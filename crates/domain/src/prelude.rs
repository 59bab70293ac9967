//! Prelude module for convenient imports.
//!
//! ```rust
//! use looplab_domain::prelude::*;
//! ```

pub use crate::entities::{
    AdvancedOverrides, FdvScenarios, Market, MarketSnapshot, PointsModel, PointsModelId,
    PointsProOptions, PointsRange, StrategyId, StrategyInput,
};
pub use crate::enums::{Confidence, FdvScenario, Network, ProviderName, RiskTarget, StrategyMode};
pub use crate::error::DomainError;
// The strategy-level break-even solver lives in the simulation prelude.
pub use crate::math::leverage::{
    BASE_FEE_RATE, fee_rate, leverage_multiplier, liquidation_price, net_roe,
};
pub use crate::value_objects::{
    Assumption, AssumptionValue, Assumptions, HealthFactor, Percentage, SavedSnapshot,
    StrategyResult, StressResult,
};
######
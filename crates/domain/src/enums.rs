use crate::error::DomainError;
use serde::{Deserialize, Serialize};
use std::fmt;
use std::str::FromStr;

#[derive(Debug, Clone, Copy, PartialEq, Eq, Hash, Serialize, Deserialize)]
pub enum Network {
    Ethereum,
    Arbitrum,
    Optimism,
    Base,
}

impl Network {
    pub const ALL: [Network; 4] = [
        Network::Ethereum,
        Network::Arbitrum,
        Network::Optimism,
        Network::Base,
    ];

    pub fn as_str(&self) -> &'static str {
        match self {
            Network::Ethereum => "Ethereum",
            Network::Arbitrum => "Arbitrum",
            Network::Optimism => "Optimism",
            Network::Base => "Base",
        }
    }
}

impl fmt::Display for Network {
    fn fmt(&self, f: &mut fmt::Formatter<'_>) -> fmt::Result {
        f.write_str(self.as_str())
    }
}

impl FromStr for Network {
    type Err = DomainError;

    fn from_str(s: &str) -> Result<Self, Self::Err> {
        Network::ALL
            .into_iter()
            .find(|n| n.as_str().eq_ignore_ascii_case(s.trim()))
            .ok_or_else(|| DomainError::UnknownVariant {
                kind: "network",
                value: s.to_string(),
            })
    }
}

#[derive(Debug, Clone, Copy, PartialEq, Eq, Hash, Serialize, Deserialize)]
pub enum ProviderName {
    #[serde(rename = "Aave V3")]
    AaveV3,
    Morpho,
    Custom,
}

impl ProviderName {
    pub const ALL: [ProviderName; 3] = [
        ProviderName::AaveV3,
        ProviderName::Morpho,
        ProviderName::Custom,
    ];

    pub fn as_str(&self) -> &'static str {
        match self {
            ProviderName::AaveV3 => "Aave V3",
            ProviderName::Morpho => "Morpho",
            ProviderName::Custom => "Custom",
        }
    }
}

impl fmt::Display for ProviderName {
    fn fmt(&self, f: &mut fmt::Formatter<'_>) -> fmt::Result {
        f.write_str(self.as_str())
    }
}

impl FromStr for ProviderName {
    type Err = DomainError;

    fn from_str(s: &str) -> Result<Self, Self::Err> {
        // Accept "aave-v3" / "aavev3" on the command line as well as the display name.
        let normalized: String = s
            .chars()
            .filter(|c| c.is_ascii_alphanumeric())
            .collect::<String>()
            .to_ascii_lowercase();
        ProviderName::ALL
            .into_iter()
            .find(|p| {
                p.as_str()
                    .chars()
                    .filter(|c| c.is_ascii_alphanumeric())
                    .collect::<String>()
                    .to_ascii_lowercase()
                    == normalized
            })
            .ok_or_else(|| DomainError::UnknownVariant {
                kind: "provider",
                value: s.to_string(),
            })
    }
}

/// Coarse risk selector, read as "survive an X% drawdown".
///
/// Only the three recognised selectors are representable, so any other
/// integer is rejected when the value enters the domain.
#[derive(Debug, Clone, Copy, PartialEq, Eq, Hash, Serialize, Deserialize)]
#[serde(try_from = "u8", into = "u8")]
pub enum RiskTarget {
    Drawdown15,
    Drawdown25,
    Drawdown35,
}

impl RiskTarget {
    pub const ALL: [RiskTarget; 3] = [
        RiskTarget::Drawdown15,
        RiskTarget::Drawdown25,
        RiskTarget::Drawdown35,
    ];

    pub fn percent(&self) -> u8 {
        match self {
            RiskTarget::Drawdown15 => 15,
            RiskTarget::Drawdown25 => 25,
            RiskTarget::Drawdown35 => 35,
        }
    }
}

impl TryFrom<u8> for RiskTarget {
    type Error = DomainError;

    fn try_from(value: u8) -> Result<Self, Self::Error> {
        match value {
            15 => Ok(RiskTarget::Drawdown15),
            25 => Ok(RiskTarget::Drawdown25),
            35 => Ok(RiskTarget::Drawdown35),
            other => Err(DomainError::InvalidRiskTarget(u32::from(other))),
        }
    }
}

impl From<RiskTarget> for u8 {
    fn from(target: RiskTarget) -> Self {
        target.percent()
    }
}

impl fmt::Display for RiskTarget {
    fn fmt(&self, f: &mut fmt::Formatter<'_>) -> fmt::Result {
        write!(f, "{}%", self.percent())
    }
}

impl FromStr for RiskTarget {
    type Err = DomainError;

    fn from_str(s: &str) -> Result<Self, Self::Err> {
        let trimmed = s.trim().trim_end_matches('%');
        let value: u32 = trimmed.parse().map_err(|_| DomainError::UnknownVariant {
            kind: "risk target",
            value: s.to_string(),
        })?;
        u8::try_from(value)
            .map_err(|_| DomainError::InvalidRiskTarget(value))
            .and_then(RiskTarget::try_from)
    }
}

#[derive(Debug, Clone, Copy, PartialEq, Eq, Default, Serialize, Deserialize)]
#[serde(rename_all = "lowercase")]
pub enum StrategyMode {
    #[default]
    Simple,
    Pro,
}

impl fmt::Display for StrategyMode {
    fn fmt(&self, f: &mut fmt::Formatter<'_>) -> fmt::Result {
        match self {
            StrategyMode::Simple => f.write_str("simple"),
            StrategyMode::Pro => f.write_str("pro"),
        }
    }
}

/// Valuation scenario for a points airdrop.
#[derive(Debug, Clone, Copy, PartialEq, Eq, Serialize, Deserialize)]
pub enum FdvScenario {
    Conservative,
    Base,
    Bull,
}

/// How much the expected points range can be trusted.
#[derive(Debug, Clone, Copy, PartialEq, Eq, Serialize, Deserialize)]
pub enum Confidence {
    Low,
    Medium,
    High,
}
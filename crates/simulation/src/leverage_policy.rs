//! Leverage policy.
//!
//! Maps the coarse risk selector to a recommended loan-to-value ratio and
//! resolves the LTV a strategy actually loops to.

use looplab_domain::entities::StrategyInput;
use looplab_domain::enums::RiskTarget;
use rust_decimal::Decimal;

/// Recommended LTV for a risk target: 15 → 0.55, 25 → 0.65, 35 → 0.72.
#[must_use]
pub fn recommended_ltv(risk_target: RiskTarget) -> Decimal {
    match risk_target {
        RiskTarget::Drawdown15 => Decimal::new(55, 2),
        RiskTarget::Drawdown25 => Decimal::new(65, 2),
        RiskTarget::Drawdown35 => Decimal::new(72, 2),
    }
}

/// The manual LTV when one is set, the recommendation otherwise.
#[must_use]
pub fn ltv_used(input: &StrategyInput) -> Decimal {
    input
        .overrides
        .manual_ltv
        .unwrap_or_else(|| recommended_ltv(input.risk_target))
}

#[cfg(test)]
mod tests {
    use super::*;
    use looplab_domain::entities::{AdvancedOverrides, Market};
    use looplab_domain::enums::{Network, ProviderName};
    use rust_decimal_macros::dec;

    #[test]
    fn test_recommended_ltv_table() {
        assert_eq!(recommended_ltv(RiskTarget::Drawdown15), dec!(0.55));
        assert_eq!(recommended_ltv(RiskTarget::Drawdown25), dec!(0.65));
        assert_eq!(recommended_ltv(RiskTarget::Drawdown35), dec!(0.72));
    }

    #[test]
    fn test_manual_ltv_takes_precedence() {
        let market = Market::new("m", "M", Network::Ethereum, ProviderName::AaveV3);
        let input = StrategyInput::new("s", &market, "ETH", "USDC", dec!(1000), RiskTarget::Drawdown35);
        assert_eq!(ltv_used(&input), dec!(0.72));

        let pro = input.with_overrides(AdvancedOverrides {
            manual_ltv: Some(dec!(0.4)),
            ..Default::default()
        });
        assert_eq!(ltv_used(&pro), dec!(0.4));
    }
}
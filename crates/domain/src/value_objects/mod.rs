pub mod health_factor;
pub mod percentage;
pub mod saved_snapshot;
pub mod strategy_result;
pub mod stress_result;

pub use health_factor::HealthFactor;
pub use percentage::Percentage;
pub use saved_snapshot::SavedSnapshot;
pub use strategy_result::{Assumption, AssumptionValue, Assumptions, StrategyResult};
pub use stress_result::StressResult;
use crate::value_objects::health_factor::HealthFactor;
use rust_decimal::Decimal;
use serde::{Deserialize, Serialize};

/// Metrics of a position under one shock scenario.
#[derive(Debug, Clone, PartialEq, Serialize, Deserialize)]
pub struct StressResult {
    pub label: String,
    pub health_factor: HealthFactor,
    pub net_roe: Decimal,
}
######
◆ **The task**:
Precisely the lines between those holding "impl TryFrom<u8> for" and "target.percent()", inclusive, are to be reproduced from the listing above, with nothing added.

◆ **Written reply**:
impl TryFrom<u8> for RiskTarget {
    type Error = DomainError;

    fn try_from(value: u8) -> Result<Self, Self::Error> {
        match value {
            15 => Ok(RiskTarget::Drawdown15),
            25 => Ok(RiskTarget::Drawdown25),
            35 => Ok(RiskTarget::Drawdown35),
            other => Err(DomainError::InvalidRiskTarget(u32::from(other))),
        }
    }
}

impl From<RiskTarget> for u8 {
    fn from(target: RiskTarget) -> Self {
        target.percent()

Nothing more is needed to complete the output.